- Activity
Scan the entries below and return each line that contains "Returns".

'''

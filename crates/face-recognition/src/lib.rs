//! Face recognition: embedding, facebank and nearest-identity matching
//!
//! [`FaceRecognizer`] composes an [`Embedder`] with a [`Matcher`]: a batch of
//! aligned patches goes in, one [`IdentityMatch`] per patch comes out, in the
//! same order and tagged with its input position.

pub mod embedder;
pub mod facebank;
pub mod matcher;

pub use embedder::{l2_normalize, Embedder, EmbedderConfig, OnnxEmbedder};
pub use facebank::{Facebank, FacebankEntry, FacebankError, IdentityRecord, IdentitySummary};
pub use matcher::{squared_distance, IdentityMatch, Matcher};

use image::RgbImage;
use thiserror::Error;
use tracing::debug;
use video_faces_common::onnx_utils::OnnxError;

#[derive(Error, Debug)]
pub enum RecognitionError {
    #[error("Failed to load embedding model: {0}")]
    ModelLoad(#[from] OnnxError),

    #[error("Embedding inference failed: {0}")]
    Inference(String),

    #[error("Invalid embedding output: {0}")]
    InvalidOutput(String),

    #[error("Embedder returned {actual} embeddings for {expected} patches")]
    CountMismatch { expected: usize, actual: usize },

    #[error("Embedding dimension {actual} does not match facebank dimension {expected}")]
    DimensionMismatch { expected: usize, actual: usize },
}

/// Embeds face patches and resolves them against a facebank
pub struct FaceRecognizer<E> {
    embedder: E,
    matcher: Matcher,
}

impl<E: Embedder> FaceRecognizer<E> {
    pub fn new(embedder: E, matcher: Matcher) -> Self {
        Self { embedder, matcher }
    }

    #[must_use]
    pub fn matcher(&self) -> &Matcher {
        &self.matcher
    }

    /// Identify every patch; the result is parallel to `patches`
    ///
    /// # Errors
    ///
    /// Returns [`RecognitionError::CountMismatch`] if the embedder does not
    /// return exactly one vector per patch, or any embedder/matcher error.
    pub fn identify(&mut self, patches: &[RgbImage]) -> Result<Vec<IdentityMatch>, RecognitionError> {
        if patches.is_empty() {
            return Ok(Vec::new());
        }

        let embeddings = self.embedder.embed(patches)?;
        if embeddings.len() != patches.len() {
            return Err(RecognitionError::CountMismatch {
                expected: patches.len(),
                actual: embeddings.len(),
            });
        }

        let matches = self.matcher.match_all(&embeddings)?;
        debug!(
            "Identified {} faces ({} known)",
            matches.len(),
            matches.iter().filter(|m| m.identity.is_known()).count()
        );
        Ok(matches)
    }
}
// Copyright (c) 2025 Geoffrey Huntley <ghuntley@ghuntley.com>. All rights reserved.
// SPDX-License-Identifier: Proprietary

//! Core types and evaluation engine for Lumen feature flags.
//!
//! This crate holds the pure, synchronous part of the flags system: the user
//! model, targeting rules, flag definitions, and the evaluator that decides
//! which value a user is served. It performs no I/O and is used by the client
//! SDK (`lumen-flags`).
//!
//! # Overview
//!
//! - Users carry an identity key, built-in profile fields and custom attributes
//! - Custom attribute values are a tagged sum type ([`AttributeValue`])
//! - Targeting rules test one attribute against a value set
//! - Flags serve the value of the first matching rule, then a percentage
//!   rollout, then their default
//!
//! # Example
//!
//! ```
//! use lumen_flags_core::{evaluate_flag, FeatureFlag, TargetRule, User, VariationValue};
//!
//! let flag = FeatureFlag::new("checkout.new_flow", false)
//!     .with_rule(TargetRule::is_in("groups", ["beta"]), true);
//!
//! let user = User::new("user123").with_custom("groups", vec!["beta", "staff"]);
//!
//! let detail = evaluate_flag(&flag, &user);
//! assert_eq!(detail.value, VariationValue::Boolean(true));
//! ```

pub mod attribute;
pub mod error;
pub mod evaluation;
pub mod flag;
pub mod rule;
pub mod user;

pub use attribute::{AttributeValue, Number};
pub use error::{FlagsCoreError, Result};
pub use evaluation::{evaluate_flag, EvaluationDetail, EvaluationReason};
pub use flag::{FeatureFlag, FlagRule, VariationValue, WeightedVariation};
pub use rule::{evaluate, Operator, TargetRule};
pub use user::{User, BUILTIN_ATTRIBUTES};
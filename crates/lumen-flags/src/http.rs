// Copyright (c) 2025 Geoffrey Huntley <ghuntley@ghuntley.com>. All rights reserved.
// SPDX-License-Identifier: Proprietary

//! HTTP-backed flag store.
//!
//! Fetches flag definitions from the flag service on every request. Caching,
//! polling and retries are left to callers that wrap this store.

use std::sync::Arc;

use async_trait::async_trait;
use lumen_flags_core::FeatureFlag;
use reqwest::{Client, StatusCode};
use serde::de::DeserializeOwned;
use tracing::{debug, instrument};
use url::Url;

use crate::config::{ClientConfig, SdkKey};
use crate::error::{FlagsError, Result};
use crate::store::FlagStore;

const FEATURES_PATH: [&str; 3] = ["api", "eval", "features"];

/// Flag store that reads from `{base_url}/api/eval/features`.
#[derive(Debug, Clone)]
pub struct HttpFlagStore {
	client: Client,
	base_url: Url,
	sdk_key: SdkKey,
}

impl HttpFlagStore {
	/// Creates a store from client configuration.
	///
	/// Requires both `base_url` and `sdk_key`.
	pub fn new(config: &ClientConfig) -> Result<Self> {
		let base_url = config.base_url.clone().ok_or(FlagsError::InvalidBaseUrl)?;
		if base_url.cannot_be_a_base() {
			return Err(FlagsError::InvalidBaseUrl);
		}
		let sdk_key = config.sdk_key.clone().ok_or(FlagsError::InvalidSdkKey)?;

		let builder = match &config.user_agent {
			Some(user_agent) => lumen_common_http::builder_with_user_agent(user_agent),
			None => lumen_common_http::builder(),
		};
		let client = builder
			.timeout(config.timeout)
			.build()
			.map_err(FlagsError::RequestFailed)?;

		Ok(Self {
			client,
			base_url,
			sdk_key,
		})
	}

	fn features_url(&self, key: Option<&str>) -> Result<Url> {
		let mut url = self.base_url.clone();
		{
			let mut segments = url
				.path_segments_mut()
				.map_err(|_| FlagsError::InvalidBaseUrl)?;
			segments.pop_if_empty().extend(FEATURES_PATH);
			if let Some(key) = key {
				segments.push(key);
			}
		}
		Ok(url)
	}

	async fn get(&self, url: Url) -> Result<Option<String>> {
		let response = self
			.client
			.get(url)
			.header("Authorization", format!("api_key {}", self.sdk_key.expose()))
			.header("Accept", "application/json")
			.send()
			.await?;

		let status = response.status();
		if status == StatusCode::NOT_FOUND {
			return Ok(None);
		}
		if !status.is_success() {
			return Err(FlagsError::ServerError {
				status: status.as_u16(),
				message: response.text().await.unwrap_or_default(),
			});
		}

		Ok(Some(response.text().await?))
	}
}

fn parse_body<T: DeserializeOwned>(body: &str) -> Result<T> {
	serde_json::from_str(body).map_err(|e| FlagsError::ParseFailed(e.to_string()))
}

#[async_trait]
impl FlagStore for HttpFlagStore {
	#[instrument(skip(self), fields(flag_key = %key))]
	async fn fetch_flag(&self, key: &str) -> Result<Option<Arc<FeatureFlag>>> {
		let url = self.features_url(Some(key))?;
		let Some(body) = self.get(url).await? else {
			debug!("Flag not found on server");
			return Ok(None);
		};

		let flag: FeatureFlag = parse_body(&body)?;
		if flag.key != key {
			return Err(FlagsError::ParseFailed(format!(
				"requested flag {key} but received {}",
				flag.key
			)));
		}
		flag.validate()?;
		debug!("Fetched flag definition");
		Ok(Some(Arc::new(flag)))
	}

	#[instrument(skip(self))]
	async fn all_flags(&self) -> Result<Vec<Arc<FeatureFlag>>> {
		let url = self.features_url(None)?;
		let Some(body) = self.get(url).await? else {
			return Ok(Vec::new());
		};

		let flags: Vec<FeatureFlag> = parse_body(&body)?;
		for flag in &flags {
			flag.validate()?;
		}
		debug!(flags = flags.len(), "Fetched all flag definitions");
		Ok(flags.into_iter().map(Arc::new).collect())
	}
}
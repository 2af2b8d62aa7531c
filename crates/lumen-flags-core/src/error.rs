// Copyright (c) 2025 Geoffrey Huntley <ghuntley@ghuntley.com>. All rights reserved.
// SPDX-License-Identifier: Proprietary

//! Error types for flag definitions.

use thiserror::Error;

/// Errors raised while loading or validating flag definitions.
///
/// Rule evaluation itself never fails; these only cover malformed input.
#[derive(Debug, Error)]
pub enum FlagsCoreError {
	#[error("invalid flag key: {0:?}")]
	InvalidFlagKey(String),

	#[error("rollout weights for flag {key} sum to {total}, expected at most 100")]
	InvalidWeights { key: String, total: u64 },

	#[error("serialization error: {0}")]
	Serialization(#[from] serde_json::Error),
}

pub type Result<T> = std::result::Result<T, FlagsCoreError>;
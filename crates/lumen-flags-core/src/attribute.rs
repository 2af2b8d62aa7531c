// Copyright (c) 2025 Geoffrey Huntley <ghuntley@ghuntley.com>. All rights reserved.
// SPDX-License-Identifier: Proprietary

//! Attribute values attached to users for targeting.
//!
//! Custom attributes are open-ended, so their values are modelled as a tagged
//! sum type rather than an untyped map. Rule matching dispatches on the tag and
//! treats any shape it does not understand as "no match".

use std::collections::BTreeMap;
use std::fmt;

use serde::{Deserialize, Serialize};

/// A numeric attribute value.
///
/// Integers and floats are kept apart so that large integers never lose
/// precision, but they compare by canonical value: `Int(10000)` equals
/// `Float(10000.0)`, while `Int(1)` never equals `Float(1.5)`.
#[derive(Debug, Clone, Copy, Serialize, Deserialize)]
#[serde(untagged)]
pub enum Number {
	Int(i64),
	Float(f64),
}

impl Number {
	/// Returns the value as an `f64`. Large integers may round.
	pub fn as_f64(self) -> f64 {
		match self {
			Number::Int(i) => i as f64,
			Number::Float(f) => f,
		}
	}

	/// Returns the value as an `i64` when it is exactly representable.
	pub fn as_i64(self) -> Option<i64> {
		match self {
			Number::Int(i) => Some(i),
			Number::Float(f) => float_to_exact_int(f),
		}
	}
}

/// 2^63 as an `f64`; the first float past `i64::MAX`.
const I64_UPPER_BOUND: f64 = 9_223_372_036_854_775_808.0;

fn float_to_exact_int(f: f64) -> Option<i64> {
	if f.is_finite() && f.fract() == 0.0 && f >= i64::MIN as f64 && f < I64_UPPER_BOUND {
		Some(f as i64)
	} else {
		None
	}
}

impl PartialEq for Number {
	fn eq(&self, other: &Self) -> bool {
		match (*self, *other) {
			(Number::Int(a), Number::Int(b)) => a == b,
			(Number::Float(a), Number::Float(b)) => a == b,
			(Number::Int(i), Number::Float(f)) | (Number::Float(f), Number::Int(i)) => {
				float_to_exact_int(f) == Some(i)
			}
		}
	}
}

impl fmt::Display for Number {
	fn fmt(&self, f: &mut fmt::Formatter<'_>) -> fmt::Result {
		match self {
			Number::Int(i) => write!(f, "{i}"),
			Number::Float(v) => write!(f, "{v}"),
		}
	}
}

/// A user attribute value.
///
/// Deserialises from untyped JSON: `null`, booleans, numbers, strings, arrays
/// and objects map onto the matching variant.
#[derive(Debug, Clone, PartialEq, Default, Serialize, Deserialize)]
#[serde(untagged)]
pub enum AttributeValue {
	#[default]
	Null,
	Bool(bool),
	Number(Number),
	String(String),
	List(Vec<AttributeValue>),
	Map(BTreeMap<String, AttributeValue>),
}

impl AttributeValue {
	/// Returns true for booleans, numbers and strings.
	pub fn is_scalar(&self) -> bool {
		matches!(
			self,
			AttributeValue::Bool(_) | AttributeValue::Number(_) | AttributeValue::String(_)
		)
	}

	/// Value equality between two scalars of the same kind.
	///
	/// Numbers compare by canonical value. Values of different kinds, and any
	/// non-scalar value, are never equal.
	pub fn scalar_eq(&self, other: &AttributeValue) -> bool {
		match (self, other) {
			(AttributeValue::Bool(a), AttributeValue::Bool(b)) => a == b,
			(AttributeValue::Number(a), AttributeValue::Number(b)) => a == b,
			(AttributeValue::String(a), AttributeValue::String(b)) => a == b,
			_ => false,
		}
	}

	/// Short name of the variant, used in log fields.
	pub fn kind(&self) -> &'static str {
		match self {
			AttributeValue::Null => "null",
			AttributeValue::Bool(_) => "bool",
			AttributeValue::Number(_) => "number",
			AttributeValue::String(_) => "string",
			AttributeValue::List(_) => "list",
			AttributeValue::Map(_) => "map",
		}
	}

	pub fn as_str(&self) -> Option<&str> {
		match self {
			AttributeValue::String(s) => Some(s),
			_ => None,
		}
	}

	pub fn as_bool(&self) -> Option<bool> {
		match self {
			AttributeValue::Bool(b) => Some(*b),
			_ => None,
		}
	}
}

impl From<bool> for AttributeValue {
	fn from(value: bool) -> Self {
		AttributeValue::Bool(value)
	}
}

macro_rules! impl_from_int {
	($($ty:ty),*) => {
		$(
			impl From<$ty> for AttributeValue {
				fn from(value: $ty) -> Self {
					AttributeValue::Number(Number::Int(i64::from(value)))
				}
			}
		)*
	};
}

impl_from_int!(i8, i16, i32, i64, u8, u16, u32);

impl From<u64> for AttributeValue {
	fn from(value: u64) -> Self {
		match i64::try_from(value) {
			Ok(i) => AttributeValue::Number(Number::Int(i)),
			Err(_) => AttributeValue::Number(Number::Float(value as f64)),
		}
	}
}

impl From<usize> for AttributeValue {
	fn from(value: usize) -> Self {
		AttributeValue::from(value as u64)
	}
}

impl From<isize> for AttributeValue {
	fn from(value: isize) -> Self {
		AttributeValue::Number(Number::Int(value as i64))
	}
}

impl From<f32> for AttributeValue {
	fn from(value: f32) -> Self {
		AttributeValue::Number(Number::Float(f64::from(value)))
	}
}

impl From<f64> for AttributeValue {
	fn from(value: f64) -> Self {
		AttributeValue::Number(Number::Float(value))
	}
}

impl From<&str> for AttributeValue {
	fn from(value: &str) -> Self {
		AttributeValue::String(value.to_string())
	}
}

impl From<String> for AttributeValue {
	fn from(value: String) -> Self {
		AttributeValue::String(value)
	}
}

impl<T: Into<AttributeValue>> From<Vec<T>> for AttributeValue {
	fn from(values: Vec<T>) -> Self {
		AttributeValue::List(values.into_iter().map(Into::into).collect())
	}
}

impl<T: Into<AttributeValue>, const N: usize> From<[T; N]> for AttributeValue {
	fn from(values: [T; N]) -> Self {
		AttributeValue::List(values.into_iter().map(Into::into).collect())
	}
}

impl<T: Into<AttributeValue>> From<Option<T>> for AttributeValue {
	fn from(value: Option<T>) -> Self {
		value.map(Into::into).unwrap_or(AttributeValue::Null)
	}
}

impl From<serde_json::Value> for AttributeValue {
	fn from(value: serde_json::Value) -> Self {
		match value {
			serde_json::Value::Null => AttributeValue::Null,
			serde_json::Value::Bool(b) => AttributeValue::Bool(b),
			serde_json::Value::Number(n) => match (n.as_i64(), n.as_f64()) {
				(Some(i), _) => AttributeValue::Number(Number::Int(i)),
				(None, Some(f)) => AttributeValue::Number(Number::Float(f)),
				(None, None) => AttributeValue::Null,
			},
			serde_json::Value::String(s) => AttributeValue::String(s),
			serde_json::Value::Array(items) => {
				AttributeValue::List(items.into_iter().map(Into::into).collect())
			}
			serde_json::Value::Object(map) => {
				AttributeValue::Map(map.into_iter().map(|(k, v)| (k, v.into())).collect())
			}
		}
	}
}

'''

- Answer area
    /// Returns [`RecognitionError::CountMismatch`] if the embedder does not
	/// Returns the value as an `f64`. Large integers may round.
	/// Returns the value as an `i64` when it is exactly representable.
	/// Returns true for booleans, numbers and strings.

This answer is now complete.